- Born: 1354
- Died: 12 May 1417
- Noble family: House of Moers
- Spouse: Walburga of Saarwerden
- Father: Dietrich IV of Moers
- Mother: Elisabeth of Zuilen

= Frederick III of Moers =

Frederick III of Moers (1354 - 12 May 1417) was a nobleman from the Holy Roman Empire. He was Count of Moers by inheritance and Count of Saarwerden by jure uxoris.

== Life ==
Frederick was the son of Count Dietrich IV of Moers and his wife Elisabeth of Zuilen, heiress of Baër. He succeeded his father as Count of Moers in 1372, at the age of 17, and ruled the county for the next 45 years.

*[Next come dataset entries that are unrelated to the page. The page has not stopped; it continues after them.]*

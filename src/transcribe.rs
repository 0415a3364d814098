//! Thin client for the external speech-to-text collaborator. The service
//! is treated as an opaque function from audio bytes to text; everything
//! interesting happens downstream in the extraction pipeline.

use std::path::Path;

use reqwest::Client;
use serde::Deserialize;
use thiserror::Error;
use tracing::info;

/// Audio container formats accepted for transcription
pub const ALLOWED_AUDIO_EXTENSIONS: &[&str] = &["mp3", "wav", "m4a", "mp4", "ogg", "flac", "webm"];

/// Maximum audio upload size in bytes (500 MB)
pub const MAX_AUDIO_BYTES: u64 = 500 * 1024 * 1024;

/// Errors from audio validation or the transcription service
#[derive(Debug, Error)]
pub enum TranscribeError {
    #[error("audio file not found: {0}")]
    NotFound(String),
    #[error("file type not allowed: .{0} (allowed: mp3, wav, m4a, mp4, ogg, flac, webm)")]
    UnsupportedFormat(String),
    #[error("audio file is empty")]
    Empty,
    #[error("audio file too large: {size} bytes (maximum {max})")]
    TooLarge { size: u64, max: u64 },
    #[error("transcription service not configured: {0}")]
    NotConfigured(String),
    #[error("transcription request failed: {0}")]
    Request(#[from] reqwest::Error),
    #[error("transcription service error: {status} - {body}")]
    Service { status: u16, body: String },
    #[error(transparent)]
    Io(#[from] std::io::Error),
}

/// Configuration for the transcription service client
#[derive(Debug, Clone)]
pub struct TranscriberConfig {
    /// Service endpoint (from DOSSIER_TRANSCRIBE_URL env var)
    pub endpoint: String,
    /// API key (from DOSSIER_TRANSCRIBE_API_KEY env var)
    pub api_key: String,
    /// Optional language hint; auto-detect when None
    pub language: Option<String>,
}

impl TranscriberConfig {
    /// Create config from environment variables
    pub fn from_env() -> Result<Self, TranscribeError> {
        let endpoint = std::env::var("DOSSIER_TRANSCRIBE_URL").map_err(|_| {
            TranscribeError::NotConfigured(
                "DOSSIER_TRANSCRIBE_URL environment variable not set".to_string(),
            )
        })?;
        let api_key = std::env::var("DOSSIER_TRANSCRIBE_API_KEY").map_err(|_| {
            TranscribeError::NotConfigured(
                "DOSSIER_TRANSCRIBE_API_KEY environment variable not set".to_string(),
            )
        })?;

        Ok(Self {
            endpoint,
            api_key,
            language: std::env::var("DOSSIER_TRANSCRIBE_LANGUAGE").ok(),
        })
    }

    /// Create with custom settings
    pub fn new(endpoint: String, api_key: String) -> Self {
        Self {
            endpoint,
            api_key,
            language: None,
        }
    }
}

/// Client for a speech-to-text HTTP service that accepts raw audio bytes
/// and answers with the transcript text
pub struct TranscriptionClient {
    client: Client,
    config: TranscriberConfig,
}

impl TranscriptionClient {
    pub fn new(config: TranscriberConfig) -> Self {
        Self {
            client: Client::new(),
            config,
        }
    }

    /// Validate and transcribe an audio file, returning the trimmed text
    pub async fn transcribe_file(&self, path: &Path) -> Result<String, TranscribeError> {
        let extension = validate_audio_path(path)?;
        let bytes = tokio::fs::read(path).await?;

        info!(
            "Transcribing {:?} ({:.2} MB)",
            path,
            bytes.len() as f64 / (1024.0 * 1024.0)
        );

        let mut request = self
            .client
            .post(&self.config.endpoint)
            .header("authorization", format!("Token {}", self.config.api_key))
            .header("content-type", content_type_for(&extension))
            .body(bytes);

        if let Some(language) = &self.config.language {
            request = request.query(&[("language", language.as_str())]);
        }

        let response = request.send().await?;

        if !response.status().is_success() {
            let status = response.status().as_u16();
            let body = response.text().await.unwrap_or_default();
            return Err(TranscribeError::Service { status, body });
        }

        let response: TranscriptionResponse = response.json().await?;
        let transcript = response.text.trim().to_string();
        info!("Transcription complete, {} characters", transcript.len());
        Ok(transcript)
    }
}

#[derive(Debug, Deserialize)]
struct TranscriptionResponse {
    #[serde(default)]
    text: String,
}

/// Check the extension allow-list and size limits, returning the
/// lowercased extension
pub fn validate_audio_path(path: &Path) -> Result<String, TranscribeError> {
    let extension = path
        .extension()
        .and_then(|e| e.to_str())
        .map(str::to_lowercase)
        .unwrap_or_default();

    if !ALLOWED_AUDIO_EXTENSIONS.contains(&extension.as_str()) {
        return Err(TranscribeError::UnsupportedFormat(extension));
    }

    let metadata = std::fs::metadata(path)
        .map_err(|_| TranscribeError::NotFound(path.display().to_string()))?;

    if metadata.len() == 0 {
        return Err(TranscribeError::Empty);
    }
    if metadata.len() > MAX_AUDIO_BYTES {
        return Err(TranscribeError::TooLarge {
            size: metadata.len(),
            max: MAX_AUDIO_BYTES,
        });
    }

    Ok(extension)
}

fn content_type_for(extension: &str) -> &'static str {
    match extension {
        "mp3" => "audio/mpeg",
        "wav" => "audio/wav",
        "m4a" => "audio/mp4",
        "mp4" => "video/mp4",
        "ogg" => "audio/ogg",
        "flac" => "audio/flac",
        "webm" => "audio/webm",
        _ => "application/octet-stream",
    }
}

#[cfg(test)]
mod tests {
    use super::*;
    use std::io::Write;

    #[test]
    fn test_unsupported_extension_rejected() {
        let dir = tempfile::tempdir().unwrap();
        let path = dir.path().join("interview.txt");
        std::fs::write(&path, b"not audio").unwrap();

        let err = validate_audio_path(&path).unwrap_err();
        assert!(matches!(err, TranscribeError::UnsupportedFormat(ext) if ext == "txt"));
    }

    #[test]
    fn test_missing_file_rejected() {
        let err = validate_audio_path(Path::new("/nonexistent/interview.mp3")).unwrap_err();
        assert!(matches!(err, TranscribeError::NotFound(_)));
    }

    #[test]
    fn test_empty_file_rejected() {
        let dir = tempfile::tempdir().unwrap();
        let path = dir.path().join("interview.wav");
        std::fs::File::create(&path).unwrap();

        let err = validate_audio_path(&path).unwrap_err();
        assert!(matches!(err, TranscribeError::Empty));
    }

    #[test]
    fn test_valid_audio_accepted_case_insensitive() {
        let dir = tempfile::tempdir().unwrap();
        let path = dir.path().join("interview.MP3");
        let mut file = std::fs::File::create(&path).unwrap();
        file.write_all(b"fake audio bytes").unwrap();

        assert_eq!(validate_audio_path(&path).unwrap(), "mp3");
    }

    #[test]
    fn test_content_types() {
        assert_eq!(content_type_for("mp3"), "audio/mpeg");
        assert_eq!(content_type_for("webm"), "audio/webm");
    }
}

Already during the first month of his reign, he requested and received three privileges from Emperor Charles IV: the village of Creyfeld received the status of a market town and the right to hold to fairs annually, and the House of Moers received the right to mint coins. This right was first exercised in 1405, by his son John. These privileges and the increasing influence of the count rekindled the envy of Count Adolf III of the Marck (d. 1394), who claimed that Moers was a fief of Cleves.

== Marriage ==
On 10 September 1376, Frederick married Walburga (sometimes spelled Walburgis), the daughter of John II of Saarwerden and his wife Clara of Vinstingen. The marriage had been mediated by Walburga's brother Frederick, who was Archbishop of Cologne and wanted closer a relationship with the Counts of Moers, to reduce the influence in the Lower Rhine area of his nemesis Adolf III of the Marck. In 1397, Walburga's brother Henry II died without a male heir, and Frederick III inherited the County of Saarwerden jure uxoris.

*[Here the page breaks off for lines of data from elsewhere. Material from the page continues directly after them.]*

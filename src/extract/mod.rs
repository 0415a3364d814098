pub mod contact;
pub mod education;
pub mod experience;
pub mod location;
pub mod name;
pub mod skills;

use tracing::{debug, warn};

use crate::analyzer::{EntityAnalyzer, LexiconAnalyzer};
use crate::models::CandidateRecord;
use crate::patterns::PatternLibrary;

/// Sentences mentioning any of these are kept in the analyzer digest
const DIGEST_KEYWORDS: &[&str] = &[
    "name",
    "i am",
    "my name",
    "from",
    "location",
    "live",
    "college",
    "university",
    "degree",
    "graduated",
    "graduate",
    "studied",
    "year",
];

/// Bounds the text handed to the analyzer for very long transcripts
#[derive(Debug, Clone)]
pub struct DigestConfig {
    /// Transcripts at or below this many bytes are analyzed whole
    pub max_full_text: usize,
    /// Maximum keyword-relevant sentences included in the digest
    pub max_relevant_sentences: usize,
    /// Leading and trailing sentences always included
    pub edge_sentences: usize,
    /// Sentences shorter than this are kept as likely introductions
    pub short_sentence_len: usize,
}

impl Default for DigestConfig {
    fn default() -> Self {
        Self {
            max_full_text: 2000,
            max_relevant_sentences: 25,
            edge_sentences: 3,
            short_sentence_len: 100,
        }
    }
}

/// Read-only context shared by all extraction calls: the precompiled
/// pattern library and the entity-analyzer backend. Built once at
/// startup and passed in explicitly; extraction itself holds no state.
pub struct ExtractionContext {
    pub patterns: &'static PatternLibrary,
    pub analyzer: Box<dyn EntityAnalyzer>,
    pub digest: DigestConfig,
}

impl ExtractionContext {
    /// Context with a caller-chosen analyzer backend
    pub fn with_analyzer(analyzer: Box<dyn EntityAnalyzer>) -> Self {
        Self {
            patterns: PatternLibrary::global(),
            analyzer,
            digest: DigestConfig::default(),
        }
    }

    /// Context with the built-in lexicon analyzer
    pub fn lexicon() -> Self {
        Self::with_analyzer(Box::new(LexiconAnalyzer::new()))
    }
}

/// Run the full extraction pipeline over one transcript.
///
/// Always returns a record: an empty transcript yields all-`None`
/// fields, an unavailable analyzer only degrades the entity-dependent
/// ones. Every field extractor runs exactly once.
pub async fn extract_candidate(transcript: &str, ctx: &ExtractionContext) -> CandidateRecord {
    let mut record = CandidateRecord::default();

    if transcript.trim().is_empty() {
        warn!("transcript is empty, returning blank record");
        return record;
    }

    let patterns = ctx.patterns;

    // 1. Cheap regex passes first, so a slow or missing analyzer never
    //    costs us these fields
    record.email = contact::extract_email(transcript, patterns);
    record.phone = contact::extract_phone(transcript, patterns);
    record.experience = experience::extract_experience(transcript, patterns);
    record.skills = skills::extract_skills(transcript);

    // 2. One analyzer invocation over a bounded digest
    let digest = build_digest(transcript, &ctx.digest);
    let annotation = match ctx.analyzer.annotate(&digest).await {
        Ok(annotation) => Some(annotation),
        Err(err) => {
            warn!(
                backend = ctx.analyzer.name(),
                "entity analysis unavailable ({err}), continuing with regex-only fields"
            );
            None
        }
    };
    let annotation = annotation.as_ref();

    // 3. Entity-dependent passes against the single cached result
    record.name = name::extract_name(annotation);
    record.location = location::extract_location(transcript, patterns, annotation);
    record.graduation_year = education::extract_graduation_year(transcript, patterns, annotation);
    record.college = education::extract_college(annotation);
    record.degree = education::extract_degree(transcript, patterns, annotation);

    debug!(fields = record.populated_fields(), "extraction complete");
    record
}

/// For long transcripts, keep only keyword-relevant sentences plus the
/// leading and trailing context so entity-analysis cost stays bounded.
fn build_digest(transcript: &str, config: &DigestConfig) -> String {
    if transcript.len() <= config.max_full_text {
        return transcript.to_string();
    }

    // A crude split is fine here: the digest only bounds analyzer cost,
    // the analyzer re-segments whatever it receives
    let sentences: Vec<&str> = transcript
        .split(['.', '!', '?', '\n'])
        .map(str::trim)
        .filter(|s| !s.is_empty())
        .collect();

    let relevant: Vec<&str> = sentences
        .iter()
        .copied()
        .filter(|s| {
            let lower = s.to_lowercase();
            DIGEST_KEYWORDS.iter().any(|k| lower.contains(k)) || s.len() < config.short_sentence_len
        })
        .take(config.max_relevant_sentences)
        .collect();

    if relevant.is_empty() {
        let mut end = config.max_full_text.min(transcript.len());
        while !transcript.is_char_boundary(end) {
            end -= 1;
        }
        return transcript[..end].to_string();
    }

    let mut parts = relevant;
    parts.extend(sentences.iter().copied().take(config.edge_sentences));
    let tail_from = sentences.len().saturating_sub(config.edge_sentences);
    parts.extend(sentences[tail_from..].iter().copied());
    parts.join(". ")
}

/// Capitalize the first letter of every word, the rest lowercased
pub(crate) fn title_case(s: &str) -> String {
    let mut out = String::with_capacity(s.len());
    let mut prev_alpha = false;
    for c in s.chars() {
        if c.is_alphabetic() && !prev_alpha {
            out.extend(c.to_uppercase());
        } else {
            out.extend(c.to_lowercase());
        }
        prev_alpha = c.is_alphabetic();
    }
    out
}
//! Pure predicate checks applied to extracted candidates before a field is
//! accepted. All of these are total functions: they never fail, they only
//! answer yes or no.

use std::sync::LazyLock;

use regex::Regex;

static EMAIL_SHAPE: LazyLock<Regex> = LazyLock::new(|| {
    Regex::new(r"^[A-Za-z0-9._%+-]+@[A-Za-z0-9.-]+\.[A-Za-z]{2,}$").expect("email shape regex")
});

static NAME_SHAPE: LazyLock<Regex> =
    LazyLock::new(|| Regex::new(r"^[A-Za-z][A-Za-z\s\-']{1,49}$").expect("name shape regex"));

/// True iff `s` has `local@domain.tld` shape with a non-empty local part
/// and a domain containing at least one dot.
pub fn is_valid_email(s: &str) -> bool {
    EMAIL_SHAPE.is_match(s)
}

/// True iff, after stripping separators, the digit count is 10-15.
/// A leading `+` country-code marker is allowed and not counted.
pub fn is_valid_phone(s: &str) -> bool {
    let digits = s.chars().filter(|c| c.is_ascii_digit()).count();
    (10..=15).contains(&digits)
}

/// True iff 1950 <= y <= 2030
pub fn is_valid_year(y: i32) -> bool {
    (1950..=2030).contains(&y)
}

/// True iff `s` looks like a person's name: starts with a letter, only
/// letters, spaces, hyphens, and apostrophes, 2-50 characters.
pub fn is_valid_name(s: &str) -> bool {
    NAME_SHAPE.is_match(s)
}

== Last will and testament ==
In 1417 Frederick made a last will and testament in which he left the County of Moers to his son in fideicommis. This meant that if a Count were to die without a male heir, the county would be inherited by a younger brother (or his son), and not fell back to the Duke of Cleves. This did not work for very long: Count William of Wied, who had married Frederick III's great-granddaughter Margaret, managed, with support from Duke William IV of Jülich-Berg to snatch Moers away from Frederick III's great-grandson John IV.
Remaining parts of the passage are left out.